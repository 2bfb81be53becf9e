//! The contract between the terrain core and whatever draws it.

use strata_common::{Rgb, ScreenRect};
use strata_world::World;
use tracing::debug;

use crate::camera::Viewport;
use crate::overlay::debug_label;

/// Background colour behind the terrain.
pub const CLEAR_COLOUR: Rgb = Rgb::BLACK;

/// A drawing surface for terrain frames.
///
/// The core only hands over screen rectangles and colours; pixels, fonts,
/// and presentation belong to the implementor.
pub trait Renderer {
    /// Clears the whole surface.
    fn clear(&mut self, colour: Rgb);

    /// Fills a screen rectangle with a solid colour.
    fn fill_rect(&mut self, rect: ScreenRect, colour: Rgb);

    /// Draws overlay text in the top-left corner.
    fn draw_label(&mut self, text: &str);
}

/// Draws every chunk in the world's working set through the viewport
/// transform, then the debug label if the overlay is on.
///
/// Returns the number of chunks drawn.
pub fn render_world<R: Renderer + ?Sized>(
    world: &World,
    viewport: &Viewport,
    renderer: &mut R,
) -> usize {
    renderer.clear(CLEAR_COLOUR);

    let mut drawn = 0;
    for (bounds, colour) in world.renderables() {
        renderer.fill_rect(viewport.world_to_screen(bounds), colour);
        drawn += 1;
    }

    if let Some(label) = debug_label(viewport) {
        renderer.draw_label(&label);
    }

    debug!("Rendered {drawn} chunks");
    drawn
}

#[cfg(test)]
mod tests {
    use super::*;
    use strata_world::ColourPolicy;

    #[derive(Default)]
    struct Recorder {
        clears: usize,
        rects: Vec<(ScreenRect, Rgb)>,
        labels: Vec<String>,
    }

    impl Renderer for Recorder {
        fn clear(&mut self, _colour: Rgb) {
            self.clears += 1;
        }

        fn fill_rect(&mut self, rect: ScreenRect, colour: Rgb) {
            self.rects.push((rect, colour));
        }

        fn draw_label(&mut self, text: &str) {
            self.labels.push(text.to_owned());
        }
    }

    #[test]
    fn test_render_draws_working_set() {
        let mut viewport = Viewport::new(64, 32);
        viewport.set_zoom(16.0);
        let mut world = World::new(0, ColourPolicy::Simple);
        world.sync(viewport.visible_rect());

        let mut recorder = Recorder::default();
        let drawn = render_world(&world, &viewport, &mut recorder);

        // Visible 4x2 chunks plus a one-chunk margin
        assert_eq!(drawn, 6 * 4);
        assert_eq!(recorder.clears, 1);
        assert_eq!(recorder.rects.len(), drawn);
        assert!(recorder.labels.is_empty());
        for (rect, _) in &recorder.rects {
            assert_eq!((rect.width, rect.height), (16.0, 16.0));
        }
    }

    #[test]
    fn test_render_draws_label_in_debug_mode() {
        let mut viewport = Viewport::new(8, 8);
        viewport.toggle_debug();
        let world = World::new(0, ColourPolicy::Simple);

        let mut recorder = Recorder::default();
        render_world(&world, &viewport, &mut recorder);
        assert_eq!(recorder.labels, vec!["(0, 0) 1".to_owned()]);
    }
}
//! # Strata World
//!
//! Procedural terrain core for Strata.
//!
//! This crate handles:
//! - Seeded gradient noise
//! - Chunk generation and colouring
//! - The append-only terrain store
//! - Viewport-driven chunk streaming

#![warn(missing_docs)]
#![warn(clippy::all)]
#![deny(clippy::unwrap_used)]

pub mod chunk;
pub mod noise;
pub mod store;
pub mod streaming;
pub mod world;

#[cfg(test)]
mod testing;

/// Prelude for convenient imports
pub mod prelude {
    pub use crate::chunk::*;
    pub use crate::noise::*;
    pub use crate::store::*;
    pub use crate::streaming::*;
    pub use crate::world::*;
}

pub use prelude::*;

- Brief
All of the material should appear again, reproduced word for word.

- Worked solution
repository 2bfb81be53becf9e
//! The contract between the terrain core and whatever draws it.

use strata_common::{Rgb, ScreenRect};
use strata_world::World;
use tracing::debug;

use crate::camera::Viewport;
use crate::overlay::debug_label;

/// Background colour behind the terrain.
pub const CLEAR_COLOUR: Rgb = Rgb::BLACK;

/// A drawing surface for terrain frames.
///
/// The core only hands over screen rectangles and colours; pixels, fonts,
/// and presentation belong to the implementor.
pub trait Renderer {
    /// Clears the whole surface.
    fn clear(&mut self, colour: Rgb);

    /// Fills a screen rectangle with a solid colour.
    fn fill_rect(&mut self, rect: ScreenRect, colour: Rgb);

    /// Draws overlay text in the top-left corner.
    fn draw_label(&mut self, text: &str);
}

/// Draws every chunk in the world's working set through the viewport
/// transform, then the debug label if the overlay is on.
///
/// Returns the number of chunks drawn.
pub fn render_world<R: Renderer + ?Sized>(
    world: &World,
    viewport: &Viewport,
    renderer: &mut R,
) -> usize {
    renderer.clear(CLEAR_COLOUR);

    let mut drawn = 0;
    for (bounds, colour) in world.renderables() {
        renderer.fill_rect(viewport.world_to_screen(bounds), colour);
        drawn += 1;
    }

    if let Some(label) = debug_label(viewport) {
        renderer.draw_label(&label);
    }

    debug!("Rendered {drawn} chunks");
    drawn
}

#[cfg(test)]
mod tests {
    use super::*;
    use strata_world::ColourPolicy;

    #[derive(Default)]
    struct Recorder {
        clears: usize,
        rects: Vec<(ScreenRect, Rgb)>,
        labels: Vec<String>,
    }

    impl Renderer for Recorder {
        fn clear(&mut self, _colour: Rgb) {
            self.clears += 1;
        }

        fn fill_rect(&mut self, rect: ScreenRect, colour: Rgb) {
            self.rects.push((rect, colour));
        }

        fn draw_label(&mut self, text: &str) {
            self.labels.push(text.to_owned());
        }
    }

    #[test]
    fn test_render_draws_working_set() {
        let mut viewport = Viewport::new(64, 32);
        viewport.set_zoom(16.0);
        let mut world = World::new(0, ColourPolicy::Simple);
        world.sync(viewport.visible_rect());

        let mut recorder = Recorder::default();
        let drawn = render_world(&world, &viewport, &mut recorder);

        // Visible 4x2 chunks plus a one-chunk margin
        assert_eq!(drawn, 6 * 4);
        assert_eq!(recorder.clears, 1);
        assert_eq!(recorder.rects.len(), drawn);
        assert!(recorder.labels.is_empty());
        for (rect, _) in &recorder.rects {
            assert_eq!((rect.width, rect.height), (16.0, 16.0));
        }
    }

    #[test]
    fn test_render_draws_label_in_debug_mode() {
        let mut viewport = Viewport::new(8, 8);
        viewport.toggle_debug();
        let world = World::new(0, ColourPolicy::Simple);

        let mut recorder = Recorder::default();
        render_world(&world, &viewport, &mut recorder);
        assert_eq!(recorder.labels, vec!["(0, 0) 1".to_owned()]);
    }
}
//! # Strata World
//!
//! Procedural terrain core for Strata.
//!
//! This crate handles:
//! - Seeded gradient noise
//! - Chunk generation and colouring
//! - The append-only terrain store
//! - Viewport-driven chunk streaming

#![warn(missing_docs)]
#![warn(clippy::all)]
#![deny(clippy::unwrap_used)]

pub mod chunk;
pub mod noise;
pub mod store;
pub mod streaming;
pub mod world;

#[cfg(test)]
mod testing;

/// Prelude for convenient imports
pub mod prelude {
    pub use crate::chunk::*;
    pub use crate::noise::*;
    pub use crate::store::*;
    pub use crate::streaming::*;
    pub use crate::world::*;
}

pub use prelude::*;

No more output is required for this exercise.